Here's what struck me first. As a copywriter, I'm used to freedom within constraints. A brief gives you a direction, and you find your own way there. With AI, it's the opposite. The tighter the brief, the freer the result. Every instruction removes a variable. Every rule eliminates a mistake. The prompt doesn't limit the image. It protects it.

The list that tells a story

Look at the objects she pulls from her bag: stainless steel citrus squeezer, brass trombone, black leather handbag, terracotta potted plant, white plastic hair dryer, folded wool blanket, wooden tennis racket, silver laptop, hardcover book, chrome floor lamp.

That list is absurdist and hyperrealistic at the same time. The writer didn't write "various objects." They wrote ten specific objects with specific materials and specific visual weight. That's not technical writing. That's character writing. Each object tells you something without explaining anything.

I've written lists like that. For radio scripts, for product launches, for manifestos. The trick is always the same: the specific beats the generic. Every time.

The line that reads like a disclaimer

"No deformation. No transformation. No substitution."

I've written sentences like that too. In legal copy, in compliance documents, in regulated advertising. They sound like restrictions. But read them again in this context. They're pure art direction. They tell the AI what the image must refuse to become.

The best creative briefs I've worked from had the same quality. Not just a description of what you want. A fence around it. Keeping out everything that would dilute it.

That's the difference between a brief that generates content and a brief that generates craft.

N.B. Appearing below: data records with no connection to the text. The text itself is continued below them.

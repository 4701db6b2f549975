#![no_main]

use libfuzzer_sys::fuzz_target;
use scanwarden_core::types::ResultStatus;
use scanwarden_engine::{NmapXmlParser, ResultParser};

fuzz_target!(|data: &[u8]| {
    let Ok(xml) = std::str::from_utf8(data) else {
        return;
    };

    let parser = NmapXmlParser::new();

    // 패닉 없이 항상 결과를 반환해야 한다
    let result = parser.parse("fuzz", xml);

    // 실패 결과에는 사유가 있고 원본이 보존된다
    if result.status == ResultStatus::Error {
        assert!(result.error.is_some());
        assert!(result.hosts.is_empty());
    }
});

Here's the prompt that made it work.

“The video begins already in motion. The woman is walking quickly from left to right across an endless crosswalk. She is not walking toward the camera. She walks parallel to the camera. The camera performs a perfectly matched lateral tracking movement, maintaining the exact same angle, framing, distance, and perspective throughout the shot. The composition never changes. The camera does not push in, pull back, orbit, tilt, or change height. The crosswalk remains flat and consistent with straight white stripes extending infinitely. The ground perspective does not warp or morph. The environment remains stable and realistic. 

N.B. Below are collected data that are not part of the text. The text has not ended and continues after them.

// SPDX-License-Identifier: Apache-2.0

#![allow(dead_code)]

use std::path::{Path, PathBuf};

/// Ten KEN_ALL rows exercising placeholders, a three-row continuation,
/// ranges, a floor number, a whole-area suffix, a duplicate and a hyphen.
pub const KEN_ALL_ROWS: &[&str] = &[
    r#"01101,"060  ","0600000","ﾎｯｶｲﾄﾞｳ","ｻｯﾎﾟﾛｼﾁｭｳｵｳｸ","ｲｶﾆｹｲｻｲｶﾞﾅｲﾊﾞｱｲ","北海道","札幌市中央区","以下に掲載がない場合",0,0,0,0,0,0"#,
    r#"01101,"064  ","0640941","ﾎｯｶｲﾄﾞｳ","ｻｯﾎﾟﾛｼﾁｭｳｵｳｸ","ｱｻﾋｶﾞｵｶ","北海道","札幌市中央区","旭ケ丘",0,0,1,0,0,0"#,
    r#"01101,"060  ","0600042","ﾎｯｶｲﾄﾞｳ","ｻｯﾎﾟﾛｼﾁｭｳｵｳｸ","ｵｵﾄﾞｵﾘﾆｼ(1-19ﾁｮｳﾒ)","北海道","札幌市中央区","大通西（１〜１９丁目）",1,0,1,0,0,0"#,
    r#"01607,"05803","0580343","ﾎｯｶｲﾄﾞｳ","ｻﾏﾆｸﾞﾝｻﾏﾆﾁｮｳ","ﾄｳﾖｳ","北海道","様似郡様似町","東洋（油駒、南東洋、",0,0,0,0,0,0"#,
    r#"01607,"05803","0580343","ﾎｯｶｲﾄﾞｳ","ｻﾏﾆｸﾞﾝｻﾏﾆﾁｮｳ","ﾄｳﾖｳ","北海道","様似郡様似町","１３２〜１５６、１５８〜３５４、",0,0,0,0,0,0"#,
    r#"01607,"05803","0580343","ﾎｯｶｲﾄﾞｳ","ｻﾏﾆｸﾞﾝｻﾏﾆﾁｮｳ","ﾄｳﾖｳ","北海道","様似郡様似町","３６６、３６７番地）",0,0,0,0,0,0"#,
    r#"13101,"100  ","1006890","ﾄｳｷｮｳﾄ","ﾁﾖﾀﾞｸ","ｵｵﾃﾏﾁｼﾞｪｲｴｲﾋﾞﾙ(3ｶｲ)","東京都","千代田区","大手町ＪＡビル（３階）",0,0,0,0,0,0"#,
    r#"01101,"064  ","0640941","ﾎｯｶｲﾄﾞｳ","ｻｯﾎﾟﾛｼﾁｭｳｵｳｸ","ｱｻﾋｶﾞｵｶ","北海道","札幌市中央区","旭ケ丘",0,0,1,0,0,0"#,
    r#"20385,"39945","3994511","ﾅｶﾞﾉｹﾝ","ｶﾐｲﾅｸﾞﾝﾐﾅﾐﾐﾉﾜﾑﾗ","ﾐﾅﾐﾐﾉﾜﾑﾗｲﾁｴﾝ","長野県","上伊那郡南箕輪村","南箕輪村一円",0,0,0,0,0,0"#,
    r#"01102,"001  ","0010010","ﾎｯｶｲﾄﾞｳ","ｻｯﾎﾟﾛｼｷﾀｸ","ｷﾀ10ｼﾞｮｳﾆｼ","北海道","札幌市北区","北十条西（１−４丁目）",0,0,1,0,0,0"#,
];

/// `(zipcode, town)` for every catalog row the fixture must produce, in id
/// order.
pub const KEN_ALL_EXPECTED: &[(&str, &str)] = &[
    ("0600000", ""),
    ("0640941", "旭ケ丘"),
    ("0600042", "大通西"),
    ("0580343", "東洋"),
    ("0580343", "東洋油駒"),
    ("0580343", "東洋南東洋"),
    ("0580343", "東洋366番地"),
    ("0580343", "東洋367番地"),
    ("1006890", "大手町JAビル3階"),
    ("3994511", "南箕輪村"),
    ("0010010", "北十条西"),
    ("0010010", "北十条西1-4丁目"),
];

pub const JIGYOSYO_ROWS: &[&str] = &[
    r#"01101,"ｻﾂﾎﾟﾛｼﾁﾕｳｵｳｸﾔｸｼﾖ","札幌市中央区役所","北海道","札幌市中央区","南三条西","１１丁目","0608612","060  ","札幌中央",0,0,0"#,
    r#"01101,"ｻﾂﾎﾟﾛｼﾁﾕｳｵｳｸﾔｸｼﾖ","札幌市中央区役所","北海道","札幌市中央区","南三条西","１１丁目","0608612","060  ","札幌中央",0,0,0"#,
    r#"13101,"ﾆﾂﾎﾟﾝﾕｳﾋﾞﾝ","日本郵便　株式会社","東京都","千代田区","大手町","","1008798","100  ","銀座",0,0,0"#,
];

/// Joins rows with CRLF and encodes them as the publisher does.
pub fn encode_rows(rows: &[&str], label: &str) -> Vec<u8> {
    let encoding = encoding_rs::Encoding::for_label(label.as_bytes()).expect("known label");
    let text = rows.iter().map(|r| format!("{r}\r\n")).collect::<String>();
    let (bytes, _, unmappable) = encoding.encode(&text);
    assert!(!unmappable, "fixture text must be representable in {label}");
    bytes.into_owned()
}

pub fn write_fixture(dir: &Path, name: &str, bytes: &[u8]) -> PathBuf {
    let path = dir.join(name);
    std::fs::write(&path, bytes).expect("write fixture");
    path
}

pub fn ken_all_fixture(dir: &Path) -> PathBuf {
    write_fixture(dir, "KEN_ALL.CSV", &encode_rows(KEN_ALL_ROWS, "shift_jis"))
}

pub fn jigyosyo_fixture(dir: &Path) -> PathBuf {
    write_fixture(dir, "JIGYOSYO.CSV", &encode_rows(JIGYOSYO_ROWS, "windows-31j"))
}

While walking fast, she searches inside her bag with urgency. She removes one object at a time, clearly and slowly enough to maintain visual clarity. Each object is fully visible before the next object is touched. After removal, she drops it behind her onto the crosswalk, where it remains unchanged and does not transform. Only one object is handled at a time.

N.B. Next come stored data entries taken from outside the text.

// SPDX-License-Identifier: Apache-2.0

use serde::Serialize;
use yubin_core::canonical;
use yubin_model::RecordFamily;

use crate::filters::NormalizedFilter;
use crate::query_error::QueryError;

#[derive(Serialize)]
struct QueryIdentity<'a> {
    family: RecordFamily,
    filter: &'a NormalizedFilter,
}

/// Hash of the normalized filters a cursor is bound to. Page size and the
/// cursor itself are excluded.
pub fn normalized_query_hash(
    family: RecordFamily,
    filter: &NormalizedFilter,
) -> Result<String, QueryError> {
    canonical::stable_json_hash_hex(&QueryIdentity { family, filter })
        .map_err(|e| QueryError::validation(e.to_string()))
}
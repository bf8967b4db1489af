#[derive(Debug, Clone, Copy, PartialEq, Eq)]
pub struct ErrorContext<E> {
    pub context: &'static str,
    pub source: E,
}

impl<E> ErrorContext<E> {
    #[must_use]
    pub const fn new(context: &'static str, source: E) -> Self {
        Self { context, source }
    }
}

impl<E: std::fmt::Display> std::fmt::Display for ErrorContext<E> {
    fn fmt(&self, f: &mut std::fmt::Formatter<'_>) -> std::fmt::Result {
        write!(f, "{}: {}", self.context, self.source)
    }
}

impl<E: std::error::Error + 'static> std::error::Error for ErrorContext<E> {
    fn source(&self) -> Option<&(dyn std::error::Error + 'static)> {
        Some(&self.source)
    }
}

pub trait ResultExt<T, E> {
    fn with_context(self, context: &'static str) -> Result<T, ErrorContext<E>>;
}

impl<T, E> ResultExt<T, E> for Result<T, E> {
    fn with_context(self, context: &'static str) -> Result<T, ErrorContext<E>> {
        self.map_err(|source| ErrorContext::new(context, source))
    }
}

The objects are realistic and remain consistent in identity and material: stainless steel citrus squeezer, brass trombone, black leather handbag, terracotta potted plant, white plastic hair dryer, folded wool blanket, wooden tennis racket, silver laptop, hardcover book, chrome floor lamp. 

Her face remains consistent and stable with natural micro-movements. Her bag keeps the same shape and material. Her hands have five anatomically correct fingers with stable proportions and realistic grip. No deformation. No transformation. No substitution. The motion blur comes only from speed, not from morphing.”



Video and prompt by Artlist.io. Not mine. But any copywriter who reads this prompt will recognise the craft. Precision sells. In any language.